Areté è una società indipendente specializzata in analisi economiche e previsioni sui mercati agroalimentari. Secondo le esperte: «I mercati, in realtà, avevano già percepito che la Russia sarebbe uscita dall’accordo e, dunque, la reazione alla notizia è stata meno nervosa del previsto – sostiene Gentile -. Probabilmente, sarà maggiore l’impatto della campagna di raccolta 2023: in particolare per il frumento, sia tenero che duro, si è dimostrata deludente in tutti i Paesi dell’area mediterranea, a causa degli eventi atmosferici estremi che hanno penalizzato le rese, fra l’altro, anche in Italia». A proposito del nostro Paese, negli ultimi cinque anni la produzione nazionale è riuscita a coprire, in media, il 60% del fabbisogno interno di grano duro (la cui semola è utilizzata soprattutto per la preparazione della pasta) e circa il 38% della domanda interna di grano tenero (la cui farina è usata principalmente per preparare pane e dolciumi).
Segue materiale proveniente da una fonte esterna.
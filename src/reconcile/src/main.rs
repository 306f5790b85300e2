//! manage-roles - synchronize user roles in Azure App Configuration
//!
//! Reads a JSON list of `{ "name", "role" }` records and writes each user's
//! role to `users:<email>:roles`, optionally removing users not in the list.
//!
//! Exit codes: 0 success, 1 some updates or removals failed, 2 input file
//! not found, 3 input file not valid JSON, 4 reconciliation failed,
//! 10 unexpected error.
//!
//! The input file is read and parsed before the store settings are looked
//! at, so a missing file reports 2 even when no store is configured. Missing
//! store settings with a valid file report 4.

use clap::{Parser, ValueEnum};
use rolegate_appconfig::{ClientOptions, StoreSettings};
use rolegate_reconcile::{
    exit, load_desired_state, ReconcileError, ReconcileOptions, Reconciler, DEFAULT_BATCH_SIZE,
};
use std::path::PathBuf;
use std::sync::Arc;
use tracing::{error, info};

#[derive(Debug, Clone, Copy, ValueEnum)]
enum LogLevel {
    Debug,
    Info,
    Warning,
    Error,
    Critical,
}

impl LogLevel {
    fn directive(self) -> &'static str {
        match self {
            LogLevel::Debug => "debug",
            LogLevel::Info => "info",
            LogLevel::Warning => "warn",
            LogLevel::Error | LogLevel::Critical => "error",
        }
    }
}

/// Manage user roles in Azure App Configuration
#[derive(Parser)]
#[command(name = "manage-roles")]
#[command(about = "Manage user roles in Azure App Configuration")]
#[command(version)]
struct Cli {
    /// Path to users JSON file
    #[arg(long)]
    file: PathBuf,

    /// Azure App Configuration connection string
    #[arg(long, env = "AZURE_APPCONFIG_CONNECTION_STRING", hide_env_values = true)]
    connection_string: Option<String>,

    /// Azure App Configuration endpoint URL
    #[arg(long, env = "AZURE_APPCONFIG_ENDPOINT")]
    endpoint: Option<String>,

    /// Remove roles for users not in the input file
    #[arg(long)]
    remove_missing: bool,

    /// Number of users to process in each batch
    #[arg(long, default_value_t = DEFAULT_BATCH_SIZE)]
    batch_size: usize,

    /// Log level used when RUST_LOG is not set
    #[arg(long, value_enum, ignore_case = true, default_value_t = LogLevel::Info)]
    log_level: LogLevel,
}

async fn run(cli: Cli) -> i32 {
    info!("Starting role assignment process for {}", cli.file.display());

    // The input must be valid before anything talks to the store
    let users = match load_desired_state(&cli.file) {
        Ok(users) => users,
        Err(e) => {
            error!("{}", e);
            return exit::for_input_error(&e);
        }
    };

    let options = ReconcileOptions {
        remove_missing: cli.remove_missing,
        batch_size: cli.batch_size,
        ..Default::default()
    };
    if let Err(e) = options.validate() {
        error!("{}", e);
        return exit::RECONCILE_FAILED;
    }

    let settings = StoreSettings::new(cli.connection_string, cli.endpoint);
    let client = match settings.connect(ClientOptions::default()).await {
        Ok(client) => client,
        Err(e) => {
            error!("{}", ReconcileError::from_connect(e));
            return exit::RECONCILE_FAILED;
        }
    };

    let reconciler = Reconciler::new(Arc::new(client));
    match reconciler.reconcile(&users, &options).await {
        Ok(metrics) => {
            metrics.log_summary(options.remove_missing);
            exit::for_metrics(&metrics)
        }
        Err(failure) => {
            info!(
                "Total execution time: {} seconds",
                failure.metrics.execution_time_seconds
            );
            exit::for_failure(&failure)
        }
    }
}

#[tokio::main]
async fn main() {
    let cli = Cli::parse();

    // HTTP client internals stay quiet unless RUST_LOG asks for them
    tracing_subscriber::fmt()
        .with_env_filter(
            tracing_subscriber::EnvFilter::try_from_default_env().unwrap_or_else(|_| {
                format!("{},hyper=warn,reqwest=warn", cli.log_level.directive()).into()
            }),
        )
        .with_target(true)
        .init();

    let code = run(cli).await;
    std::process::exit(code);
}
//! Read-through role resolution
//!
//! Lookups go cache first, then the remote store. Store failures never reach
//! the caller: they are logged and the user is treated as having no roles.
//! Failed lookups are not cached, so the next request tries the store again.

use crate::cache::RoleCache;
use rolegate_core::{decode_roles, normalize_identity, RoleKey, RoleStore};
use std::sync::Arc;
use tracing::{debug, error};

/// Resolves a user's roles through the [`RoleCache`]
pub struct RoleResolver {
    store: Arc<dyn RoleStore>,
    cache: Arc<RoleCache>,
}

impl RoleResolver {
    pub fn new(store: Arc<dyn RoleStore>, cache: Arc<RoleCache>) -> Self {
        Self { store, cache }
    }

    pub fn cache(&self) -> &Arc<RoleCache> {
        &self.cache
    }

    /// Roles assigned to `identity`.
    ///
    /// Blank identities resolve to no roles without touching the store.
    /// With `force_refresh` the cache is bypassed and then repopulated.
    pub async fn resolve(&self, identity: &str, force_refresh: bool) -> Vec<String> {
        let Some(key) = RoleKey::for_identity(identity) else {
            return Vec::new();
        };
        let identity = normalize_identity(identity);

        if !force_refresh {
            if let Some(roles) = self.cache.get(&identity) {
                return roles;
            }
        }

        let roles = match self.store.get(&key.to_string()).await {
            Ok(Some(stored)) => decode_roles(&stored.value),
            Ok(None) => {
                // Normal for users who were never assigned a role
                debug!("No role assignment for {}", identity);
                Vec::new()
            }
            Err(e) => {
                error!("Error reading roles for {} from the role store: {}", identity, e);
                return Vec::new();
            }
        };

        self.cache.put(&identity, roles.clone());
        roles
    }

    pub async fn has_any_role(&self, identity: &str) -> bool {
        !self.resolve(identity, false).await.is_empty()
    }

    pub async fn has_role(&self, identity: &str, role: &str) -> bool {
        self.resolve(identity, false).await.iter().any(|r| r == role)
    }

    /// Drop the cached entry for `identity` and fetch it again
    pub async fn refresh(&self, identity: &str) -> Vec<String> {
        self.cache.invalidate(Some(identity));
        self.resolve(identity, true).await
    }

    /// See [`RoleCache::invalidate`]
    pub fn clear_cache(&self, identity: Option<&str>) -> bool {
        self.cache.invalidate(identity)
    }
}
//! Credential errors

use rolegate_core::StoreError;
use thiserror::Error;

/// Token acquisition failure
#[derive(Debug, Clone, Error)]
pub enum CredentialError {
    /// The credential does not apply to this environment; try the next one
    #[error("{credential} unavailable: {message}")]
    Unavailable {
        credential: &'static str,
        message: String,
    },

    /// The credential applies but the token request was rejected
    #[error("{credential} authentication failed: {message}")]
    Authentication {
        credential: &'static str,
        message: String,
    },

    /// Every credential in the chain was unavailable
    #[error("No credential could provide a token: {}", .0.join("; "))]
    ChainExhausted(Vec<String>),
}

impl CredentialError {
    pub fn unavailable(credential: &'static str, message: impl Into<String>) -> Self {
        CredentialError::Unavailable {
            credential,
            message: message.into(),
        }
    }

    pub fn authentication(credential: &'static str, message: impl Into<String>) -> Self {
        CredentialError::Authentication {
            credential,
            message: message.into(),
        }
    }

    pub fn is_unavailable(&self) -> bool {
        matches!(self, CredentialError::Unavailable { .. })
    }
}

impl From<CredentialError> for StoreError {
    fn from(err: CredentialError) -> Self {
        StoreError::Unauthorized(err.to_string())
    }
}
Il resto del fabbisogno è coperto dalle importazioni di grano dall’estero: «ma l’Ucraina – precisa Gentile – è rilevante solo per l’importazione di grano tenero».
Paura per ripercussione su rotte dal Nordafrica
I timori sono legati ai riflessi ‘africani’ della guerra in Ucraina. Gli 007 e il ministero dell’Interno pongono l’attenzione sull’aumento dei flussi migratori determinato dalla crisi alimentare.
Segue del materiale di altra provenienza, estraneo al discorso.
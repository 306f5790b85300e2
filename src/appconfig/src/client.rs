//! App Configuration REST client

use crate::connection::ConnectionString;
use crate::credential::{AccessToken, TokenCredential};
use crate::signing::HmacSigner;
use async_trait::async_trait;
use chrono::{Duration as ChronoDuration, Utc};
use reqwest::{Method, Response, Url};
use rolegate_core::{Result, RoleStore, StoreError, StoredValue};
use serde::{Deserialize, Serialize};
use std::sync::Arc;
use std::time::Duration;
use tokio::sync::Mutex;
use tracing::debug;

const KV_CONTENT_TYPE: &str = "application/vnd.microsoft.appconfig.kv+json";
const KV_ACCEPT: &str = "application/vnd.microsoft.appconfig.kv+json, application/json, application/problem+json";
const KVSET_ACCEPT: &str =
    "application/vnd.microsoft.appconfig.kvset+json, application/json, application/problem+json";

/// Refresh bearer tokens this long before they expire
const TOKEN_REFRESH_MARGIN_SECS: i64 = 300;

/// Client configuration
#[derive(Debug, Clone)]
pub struct ClientOptions {
    /// Per-request timeout
    pub timeout: Duration,

    /// REST API version sent with every request
    pub api_version: String,
}

impl Default for ClientOptions {
    fn default() -> Self {
        Self {
            timeout: Duration::from_secs(30),
            api_version: "1.0".to_string(),
        }
    }
}

enum Auth {
    Hmac(HmacSigner),
    Bearer {
        credential: Arc<dyn TokenCredential>,
        scope: String,
        cached: Mutex<Option<AccessToken>>,
    },
}

#[derive(Deserialize)]
struct KeyValue {
    key: String,
    #[serde(default)]
    value: Option<String>,
    #[serde(default)]
    content_type: Option<String>,
}

#[derive(Deserialize)]
struct KeyValuePage {
    #[serde(default)]
    items: Vec<KeyValue>,
    #[serde(rename = "@nextLink", default)]
    next_link: Option<String>,
}

#[derive(Serialize)]
struct KeyValueBody<'a> {
    value: &'a str,
    content_type: &'a str,
}

/// Role store backed by an App Configuration instance
pub struct AppConfigClient {
    http: reqwest::Client,
    endpoint: Url,
    auth: Auth,
    options: ClientOptions,
}

impl AppConfigClient {
    /// Client authenticating with the HMAC access key from a connection string
    pub fn from_connection_string(connection_string: &str, options: ClientOptions) -> Result<Self> {
        let connection = ConnectionString::parse(connection_string)?;
        let endpoint = parse_endpoint(&connection.endpoint)?;
        Ok(Self {
            http: build_http(&options)?,
            endpoint,
            auth: Auth::Hmac(HmacSigner::new(&connection)),
            options,
        })
    }

    /// Client authenticating with bearer tokens from `credential`
    pub fn with_credential(
        endpoint: &str,
        credential: Arc<dyn TokenCredential>,
        options: ClientOptions,
    ) -> Result<Self> {
        let endpoint = parse_endpoint(endpoint)?;
        let scope = format!("{}/.default", endpoint.as_str().trim_end_matches('/'));
        Ok(Self {
            http: build_http(&options)?,
            endpoint,
            auth: Auth::Bearer {
                credential,
                scope,
                cached: Mutex::new(None),
            },
            options,
        })
    }

    /// Store endpoint
    pub fn endpoint(&self) -> &Url {
        &self.endpoint
    }

    /// Fetch the first page of all keys, surfacing authentication problems early
    pub async fn probe(&self) -> Result<()> {
        let url = self.list_url("*")?;
        let response = self.send(Method::GET, url, None, KVSET_ACCEPT, &[]).await?;
        check(response, "probe").await?;
        Ok(())
    }

    fn kv_url(&self, key: &str) -> Result<Url> {
        let mut url = self.endpoint.clone();
        url.path_segments_mut()
            .map_err(|_| StoreError::configuration("Endpoint cannot be a base URL"))?
            .pop_if_empty()
            .push("kv")
            .push(key);
        url.query_pairs_mut()
            .append_pair("api-version", &self.options.api_version);
        Ok(url)
    }

    fn list_url(&self, key_filter: &str) -> Result<Url> {
        let mut url = self.endpoint.clone();
        url.path_segments_mut()
            .map_err(|_| StoreError::configuration("Endpoint cannot be a base URL"))?
            .pop_if_empty()
            .push("kv");
        url.query_pairs_mut()
            .append_pair("key", key_filter)
            .append_pair("api-version", &self.options.api_version);
        Ok(url)
    }

    async fn bearer_token(
        credential: &Arc<dyn TokenCredential>,
        scope: &str,
        cached: &Mutex<Option<AccessToken>>,
    ) -> Result<String> {
        let mut cached = cached.lock().await;
        let margin = ChronoDuration::seconds(TOKEN_REFRESH_MARGIN_SECS);
        if let Some(token) = cached.as_ref().filter(|t| t.is_fresh(Utc::now(), margin)) {
            return Ok(token.token.clone());
        }

        let token = credential.acquire_token(scope).await?;
        let value = token.token.clone();
        *cached = Some(token);
        Ok(value)
    }

    async fn send(
        &self,
        method: Method,
        url: Url,
        body: Option<Vec<u8>>,
        accept: &str,
        extra_headers: &[(&str, &str)],
    ) -> Result<Response> {
        debug!("{} {}", method, url.path());

        let payload = body.unwrap_or_default();
        let mut request = self
            .http
            .request(method.clone(), url.clone())
            .header("Accept", accept);

        match &self.auth {
            Auth::Hmac(signer) => {
                let signed = signer.sign(method.as_str(), &url, &payload, Utc::now());
                request = request
                    .header("x-ms-date", signed.date)
                    .header("x-ms-content-sha256", signed.content_sha256)
                    .header("Authorization", signed.authorization);
            }
            Auth::Bearer {
                credential,
                scope,
                cached,
            } => {
                let token = Self::bearer_token(credential, scope, cached).await?;
                request = request.bearer_auth(token);
            }
        }

        for (name, value) in extra_headers {
            request = request.header(*name, *value);
        }
        if !payload.is_empty() {
            request = request.header("Content-Type", KV_CONTENT_TYPE).body(payload);
        }

        request.send().await.map_err(map_transport_error)
    }

    async fn put(&self, key: &str, value: &str, content_type: &str, create_only: bool) -> Result<()> {
        let body = serde_json::to_vec(&KeyValueBody { value, content_type })
            .map_err(|e| StoreError::Decode(e.to_string()))?;
        let headers: &[(&str, &str)] = if create_only {
            &[("If-None-Match", "*")]
        } else {
            &[]
        };

        let response = self
            .send(Method::PUT, self.kv_url(key)?, Some(body), KV_ACCEPT, headers)
            .await?;
        check(response, key).await?;
        Ok(())
    }
}

#[async_trait]
impl RoleStore for AppConfigClient {
    async fn get(&self, key: &str) -> Result<Option<StoredValue>> {
        let response = self
            .send(Method::GET, self.kv_url(key)?, None, KV_ACCEPT, &[])
            .await?;
        if response.status().as_u16() == 404 {
            return Ok(None);
        }

        let kv: KeyValue = check(response, key)
            .await?
            .json()
            .await
            .map_err(|e| StoreError::Decode(format!("{}: {}", key, e)))?;

        Ok(Some(StoredValue {
            value: kv.value.unwrap_or_default(),
            content_type: kv.content_type,
        }))
    }

    async fn set(&self, key: &str, value: &str, content_type: &str) -> Result<()> {
        self.put(key, value, content_type, false).await
    }

    async fn add(&self, key: &str, value: &str, content_type: &str) -> Result<()> {
        self.put(key, value, content_type, true).await
    }

    async fn delete(&self, key: &str) -> Result<bool> {
        let response = self
            .send(Method::DELETE, self.kv_url(key)?, None, KV_ACCEPT, &[])
            .await?;

        // 204 means there was nothing to delete
        match response.status().as_u16() {
            204 | 404 => Ok(false),
            _ => {
                check(response, key).await?;
                Ok(true)
            }
        }
    }

    async fn list(&self, key_filter: &str) -> Result<Vec<String>> {
        let mut keys = Vec::new();
        let mut url = self.list_url(key_filter)?;

        loop {
            let response = self.send(Method::GET, url, None, KVSET_ACCEPT, &[]).await?;
            let page: KeyValuePage = check(response, key_filter)
                .await?
                .json()
                .await
                .map_err(|e| StoreError::Decode(format!("{}: {}", key_filter, e)))?;

            keys.extend(page.items.into_iter().map(|kv| kv.key));

            match page.next_link {
                Some(next) => {
                    url = self
                        .endpoint
                        .join(&next)
                        .map_err(|e| StoreError::Decode(format!("Invalid next link '{}': {}", next, e)))?;
                }
                None => break,
            }
        }

        Ok(keys)
    }
}

fn parse_endpoint(endpoint: &str) -> Result<Url> {
    let url = Url::parse(endpoint.trim())
        .map_err(|e| StoreError::configuration(format!("Invalid endpoint '{}': {}", endpoint, e)))?;
    if url.host_str().is_none() {
        return Err(StoreError::configuration(format!(
            "Endpoint '{}' has no host",
            endpoint
        )));
    }
    Ok(url)
}

fn build_http(options: &ClientOptions) -> Result<reqwest::Client> {
    reqwest::Client::builder()
        .timeout(options.timeout)
        .build()
        .map_err(|e| StoreError::configuration(format!("Failed to build HTTP client: {}", e)))
}

fn map_transport_error(err: reqwest::Error) -> StoreError {
    if err.is_builder() {
        StoreError::configuration(err.to_string())
    } else {
        StoreError::transient(err.to_string())
    }
}

/// Turn a non-success response into a classified error
async fn check(response: Response, context: &str) -> Result<Response> {
    let status = response.status();
    if status.is_success() {
        return Ok(response);
    }
    let body = response.text().await.unwrap_or_default();
    Err(StoreError::from_status(
        status.as_u16(),
        format!("{}: {}", context, body.trim()),
    ))
}

#[cfg(test)]
mod tests {
    use super::*;

    fn client() -> AppConfigClient {
        AppConfigClient::from_connection_string(
            "Endpoint=https://example.azconfig.io;Id=abc-id;Secret=c3VwZXItc2VjcmV0LWtleQ==",
            ClientOptions::default(),
        )
        .unwrap()
    }

    #[test]
    fn test_kv_url_keeps_key_readable() {
        let url = client().kv_url("users:a@x.com:roles").unwrap();
        assert_eq!(
            url.as_str(),
            "https://example.azconfig.io/kv/users:a@x.com:roles?api-version=1.0"
        );
    }

    #[test]
    fn test_list_url_encodes_filter() {
        let url = client().list_url("users:*").unwrap();
        assert_eq!(url.path(), "/kv");
        let pairs: Vec<(String, String)> = url.query_pairs().into_owned().collect();
        assert_eq!(
            pairs,
            vec![
                ("key".to_string(), "users:*".to_string()),
                ("api-version".to_string(), "1.0".to_string()),
            ]
        );
    }

    #[test]
    fn test_invalid_endpoint_is_configuration_error() {
        let err = AppConfigClient::from_connection_string(
            "Endpoint=not a url;Id=abc-id;Secret=c3VwZXItc2VjcmV0LWtleQ==",
            ClientOptions::default(),
        )
        .err()
        .unwrap();
        assert!(matches!(err, StoreError::Configuration(_)));
    }

    #[test]
    fn test_page_decoding() {
        let page: KeyValuePage = serde_json::from_str(
            r#"{"items":[{"key":"users:a@x.com:roles","value":"[\"Admin\"]","content_type":"application/json"}],
                "@nextLink":"/kv?key=users%3A*&api-version=1.0&after=abc"}"#,
        )
        .unwrap();
        assert_eq!(page.items.len(), 1);
        assert_eq!(page.items[0].key, "users:a@x.com:roles");
        assert!(page.next_link.is_some());

        let last: KeyValuePage = serde_json::from_str(r#"{"items":[]}"#).unwrap();
        assert!(last.next_link.is_none());
    }
}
Riflessi africani, scaturenti della guerra in Ucraina appunto, che Viminale e Intelligence seguono da tempo, con un’attenzione particolare all’aumento dei flussi migratori determinato dalla crisi alimentare che interessa tanti Paesi della sponda Sud del Mediterraneo che dipendevano dall’import di cereali da Mosca. Si teme infatti che questa pesante decisioni del Cremlino possa leggermente “portare alla fame” i paesi nordafricani già martoriati da povertà e siccità, provocando un ulteriore boom di flussi migratori già forte negli ultimi mesi con i centri di prima accoglienza prossimi al collasso.
Zelensky ostenta tranquillità
L’Ucraina è pronta a continuare le esportazioni nonostante l’uscita della Russia dall’accordo sul grano. Lo ha dichiarato il presidente ucraino Volodymyr Zelensky che ha ribadito che c’erano due accordi, uno tra “Ucraina, Turchia e Onu” e “l’altro tra Russia, Turchia, Onu“, questo significa che la Russia “sta violando gli accordi con il segretario generale dell’Onu Guterres e con il presidente Erdogan, non con noi”. Lo riporta Rbc Ukraine. Zelensky conclude dicendo che, appunto, “non avevamo accordi con loro”.